Utopiales 2025 – Interview d’Alastair Reynolds

Bonjour à toustes !

Après mon interview impromptue d’Audrey Pleynet aux Utopiales 2024, je décidais de franchir le grand pas en 2025 et de demander enfin des interviews « officielles » via l’attachée de presse des Utopiales. Alors que je comptais me limiter aux auteurices francophones (pour des raisons linguistiques…), et que je m’en étais ouvert à Allan de « Fantastinet« , Stéphanie de « De l’autre côté des livres » m’a proposé de demander l’interview d’Alastair Reynolds, en binôme !

Voici donc cette interview (également disponible sur outrelivres.fr), que nous avons donc eu le plaisir de réaliser tous les deux. Nous y parlerons de ses inspirations, de son travail, et des futures sorties à prévoir ! Vous allez voir, c’est passionnant !

Vous avez commencé à écrire de la science-fiction dans les années 1990 ? 

Oui.

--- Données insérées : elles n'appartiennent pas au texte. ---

//! Live preview composition and fullscreen tracking.
//!
//! `compose` folds an [`Artifact`] into one standalone HTML document. The
//! host shows it in an iframe sandboxed with [`SANDBOX_POLICY`] and runs
//! [`LINK_GUARD_SCRIPT`] after each load so links cannot navigate the host
//! page. Code is never sanitized.

use crate::types::artifact::Artifact;
use crate::types::errors::PreviewError;

/// iframe sandbox: scripts run and see a same-origin document, but
/// top-level navigation is not granted.
pub const SANDBOX_POLICY: &str = "allow-scripts allow-same-origin";

/// Host-side script taking the iframe element as `frame`. Access to the
/// document throws when the frame is cross-origin; that case is swallowed.
pub const LINK_GUARD_SCRIPT: &str = r#"function(frame){try{var d=frame.contentDocument||(frame.contentWindow&&frame.contentWindow.document);if(!d)return;var links=d.getElementsByTagName('a');for(var i=0;i<links.length;i++){links[i].addEventListener('click',function(e){e.preventDefault();});}}catch(err){console.log('Could not access preview content');}}"#;

fn escape_text(text: &str) -> String {
    let mut out = String::with_capacity(text.len());
    for c in text.chars() {
        match c {
            '&' => out.push_str("&amp;"),
            '<' => out.push_str("&lt;"),
            '>' => out.push_str("&gt;"),
            _ => out.push(c),
        }
    }
    out
}

/// Composes the preview document: `css` in the head's style block, `html`
/// as body content, `js` in a script block closing the body.
pub fn compose(artifact: &Artifact, title: &str) -> String {
    let title = escape_text(title);
    let mut doc = String::with_capacity(
        artifact.html.len() + artifact.css.len() + artifact.js.len() + title.len() + 256,
    );
    doc.push_str("<!DOCTYPE html>\n<html lang=\"en\">\n<head>\n");
    doc.push_str("<meta charset=\"UTF-8\">\n");
    doc.push_str("<meta name=\"viewport\" content=\"width=device-width, initial-scale=1.0\">\n");
    doc.push_str("<title>");
    doc.push_str(&title);
    doc.push_str("</title>\n<style>");
    doc.push_str(&artifact.css);
    doc.push_str("</style>\n</head>\n<body>\n");
    doc.push_str(&artifact.html);
    doc.push_str("\n<script>");
    doc.push_str(&artifact.js);
    doc.push_str("</script>\n</body>\n</html>\n");
    doc
}

/// The environment's native fullscreen capability.
pub trait FullscreenHost {
    fn enter(&mut self) -> Result<(), PreviewError>;
    fn exit(&mut self) -> Result<(), PreviewError>;
    fn is_active(&self) -> bool;
}

/// Fullscreen toggle state that follows the host.
///
/// When the host refuses, the toggle falls back to an emulated fullscreen
/// that the UI renders itself.
#[derive(Debug, Default, Clone, PartialEq, Eq)]
pub struct FullscreenToggle {
    host_active: bool,
    emulated: bool,
}

impl FullscreenToggle {
    pub fn new() -> Self {
        Self::default()
    }

    pub fn is_fullscreen(&self) -> bool {
        self.host_active || self.emulated
    }

    pub fn is_emulated(&self) -> bool {
        self.emulated
    }

    /// Flips fullscreen and returns the new state.
    pub fn toggle(&mut self, host: &mut dyn FullscreenHost) -> bool {
        if self.emulated {
            self.emulated = false;
            return self.is_fullscreen();
        }

        let result = if host.is_active() { host.exit() } else { host.enter() };
        match result {
            Ok(()) => self.host_active = host.is_active(),
            Err(e) => {
                tracing::warn!(error = %e, "native fullscreen failed, emulating");
                self.emulated = !self.host_active;
            }
        }
        self.is_fullscreen()
    }

    /// Re-reads the host after it reports a change, e.g. Escape pressed.
    pub fn sync(&mut self, host: &dyn FullscreenHost) -> bool {
        self.host_active = host.is_active();
        self.is_fullscreen()
    }
}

J’ai commencé à y avoir du succès dans les années 1990, mais j’en ai eu l’idée dès le début des années 1980. C’est l’année de mes 16 ans, en 1982, que je me suis décidé en me disant : « je veux devenir un écrivain de science-fiction, et je veux en savoir plus sur ce métier. » C’est à ce moment-là que j’ai commencé à traquer les magazines disponibles pour voir comment écrire des nouvelles, avant de soumettre les miennes. Ce que j’ai commencé à faire en 1985, mais il me fallut encore cinq ans avant d’en vendre une. C’était un processus qui a mis plus de dix ans à aboutir.

Pourquoi vouliez-vous écrire plus particulièrement de la science-fiction ?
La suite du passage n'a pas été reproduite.